Adam Gregory from Linked-In says that automation and the ability to work with robots actually presents a huge opportunitiy for employers and employees… “Robots can take on the most mundane tasks, freeing up the workforce to do more creative and more complex work.  In fact, in industries like manufacturing, robots can take on the more high-risk tasks, thus providing a safer work environment.”

But in the future, it will be the robot’s biggest weakness that will be our biggest selling point… “soft skills” like communication, influence and problem solving.  Adam says that “In fact, 91%of HR professionals indicate that these “soft skills” will be the most in demand skills in the future”.

The company, Niska, is looking to extend robotic servers into other areas of retail.

A Brief History of Robotic Vacuums

Best Robot Vacuum

The man credited with inventing the robot vacuum is James Dizon, who sold the rights to Electrolux.  In 1996, Electrolux introduced the first robotic vacuum cleaner to the market. However, it failed to capture the market.

It wasn’t until 2002 that iRobot launched Roomba. Roomba was capable of changing directions and could detect dirty spots on the floor. It could also negotiate stairways.

In 2001, Dyson demonstrated the DC06 but it was too expensive for the market. Then in 2004, three years later, iRobot achieved one million units in sales.

Ten years later, in 2014, Dyson introduced the Dyson 360 Eye with a 360 degree camera and double suction.

2015 saw the introduction of “Sooba’, a robot machine that was capable of scrubbing floors.. then in 2016, iRobot released the “Dirt Dog” that was able to clean up doggie debris.

Following on from the Dirt Dog, the iRobot Braava 380T was introduced and was capable of sweeping and mopping at the same time. This unit had extended battery life and a “North Star” GPS style navigation.

What is the advantage of a robotic vacuum cleaner?

In comparison to traditional vacuum cleaners, robot vacuums are relatively quiet and take much less space to store.

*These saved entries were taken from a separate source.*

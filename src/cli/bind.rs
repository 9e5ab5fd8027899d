//! Bind command handlers
//!
//! One command, action decided by flags: `--delete`, `--enable`, and
//! `--disable` act on an existing binding by UUID (prefix); a resource
//! query adds a binding; no arguments lists bindings.

use anyhow::Result;
use clap::Args;
use std::io::Write;

use super::output::Output;
use super::render;
use super::scope::PackageScope;
use crate::domain::{parse_parameter, BindingState, Parameters, DEFAULT_LANGUAGE};
use crate::manager::{DiscoveryManager, PackageManager};
use crate::query;

#[derive(Args, Debug)]
pub struct BindArgs {
    /// A resource query, or a binding UUID (prefix) with --delete/--enable/--disable
    pub query: Option<String>,

    /// Name of the binding type to bind the query to
    pub type_name: Option<String>,

    #[command(flatten)]
    pub scope: PackageScope,

    /// Show enabled bindings
    #[arg(long)]
    pub enabled: bool,

    /// Show disabled bindings
    #[arg(long)]
    pub disabled: bool,

    /// Show bindings that are neither enabled nor disabled
    #[arg(long)]
    pub undecided: bool,

    /// Show bindings whose type is not loaded
    #[arg(long)]
    pub held_back: bool,

    /// Show bindings whose type is duplicated
    #[arg(long)]
    pub ignored: bool,

    /// Delete a binding
    #[arg(long, short = 'd')]
    pub delete: bool,

    /// Enable a binding
    #[arg(long)]
    pub enable: bool,

    /// Disable a binding
    #[arg(long)]
    pub disable: bool,

    /// The language of the resource query
    #[arg(long, default_value = DEFAULT_LANGUAGE)]
    pub language: String,

    /// A binding parameter in the form <name>=<value> (repeatable)
    #[arg(long = "param", value_name = "NAME=VALUE")]
    pub params: Vec<String>,
}

pub fn run<W, M>(args: BindArgs, out: &mut Output<W>, manager: &mut M) -> Result<()>
where
    W: Write,
    M: PackageManager + DiscoveryManager,
{
    if args.delete {
        return remove_binding(identifier(&args, "--delete")?, manager);
    }
    if args.enable {
        return set_enabled(identifier(&args, "--enable")?, true, manager);
    }
    if args.disable {
        return set_enabled(identifier(&args, "--disable")?, false, manager);
    }
    if args.query.is_some() {
        return add_binding(&args, out, manager);
    }
    list_bindings(&args, out, &*manager)
}

fn identifier<'a>(args: &'a BindArgs, flag: &str) -> Result<&'a str> {
    args.query
        .as_deref()
        .ok_or_else(|| anyhow::anyhow!("{} requires a binding UUID or prefix", flag))
}

fn add_binding<W: Write>(
    args: &BindArgs,
    out: &mut Output<W>,
    discovery: &mut impl DiscoveryManager,
) -> Result<()> {
    let query = args.query.as_deref().unwrap_or_default();
    let type_name = args
        .type_name
        .as_deref()
        .ok_or_else(|| anyhow::anyhow!("A binding type name is required to add a binding"))?;

    let mut parameters = Parameters::new();
    for raw in &args.params {
        let (name, value) = parse_parameter(raw)?;
        parameters.set(name, value);
    }

    let uuid = discovery.add_binding(query, type_name, parameters, &args.language)?;
    out.verbose_ctx("bind", &format!("Added binding {}", uuid));

    Ok(())
}

fn remove_binding(uuid_or_prefix: &str, discovery: &mut impl DiscoveryManager) -> Result<()> {
    if let Some(binding) = query::resolve_binding(&*discovery, uuid_or_prefix)? {
        discovery.remove_binding(binding.uuid)?;
    }
    Ok(())
}

fn set_enabled(
    uuid_or_prefix: &str,
    enabled: bool,
    discovery: &mut impl DiscoveryManager,
) -> Result<()> {
    if let Some(binding) = query::resolve_binding(&*discovery, uuid_or_prefix)? {
        if enabled {
            discovery.enable_binding(binding.uuid)?;
        } else {
            discovery.disable_binding(binding.uuid)?;
        }
    }
    Ok(())
}

fn list_bindings<W, M>(args: &BindArgs, out: &mut Output<W>, manager: &M) -> Result<()>
where
    W: Write,
    M: PackageManager + DiscoveryManager,
{
    let package_names = args.scope.resolve(manager);
    let states = selected_states(args);
    out.verbose_ctx(
        "bind",
        &format!("Listing bindings of {} package(s)", package_names.len()),
    );

    let groups = query::group_bindings(manager, &package_names, &states);
    out.write_rendered(&render::render_binding_list(&groups))?;

    Ok(())
}

/// The states selected by flags; none selected means all of them
fn selected_states(args: &BindArgs) -> Vec<BindingState> {
    let flags = [
        (args.enabled, BindingState::Enabled),
        (args.disabled, BindingState::Disabled),
        (args.undecided, BindingState::Undecided),
        (args.held_back, BindingState::HeldBack),
        (args.ignored, BindingState::Ignored),
    ];

    let states: Vec<BindingState> = flags
        .into_iter()
        .filter_map(|(set, state)| set.then_some(state))
        .collect();

    if states.is_empty() {
        BindingState::all().to_vec()
    } else {
        states
    }
}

But the main advantage is convenience.

We recently became proud owners of a Mi Robot Vacuum manufactured in China by Roborock Technology.

robot vacuum reviews
“Dusty”

The Mi Robot Vacuum is an intelligent cleaner fitted with a high precision laser distance sensor that can create a map of your home and calculate a precise cleaning route as it goes. It works its way methodically around the selected area and automatically navigates back to the charging dock when it is finished.  All you have to do is empty it.

We named the unit “Dusty”. Dusty can be left to clean the floors of our house while we attend to other more important matters. A mobile phone app allows Dusty to be controlled and monitored from anywhere that there is internet access.

My wife Chris says…

“We love our new pet Dusty!  It is very quiet, maps out each room first, then goes about vacuuming the floor, carpet, tiles and wood.  It does the lot with quiet ease. One chore I always hated doing was vacuuming. Now it’s so easy, I just press the start and it’s off.

​We no longer have to crouch down and awkwardly manoeuvre the vacuum pipe, cords and hose around and under the beds and and under chairs. The Mi Robot vacuum does it all for you while you are out shopping or getting on with other more enjoyable things”.

 

​The Mi handbook claims that from now on we will be freed from boring household chores and can start enjoying life.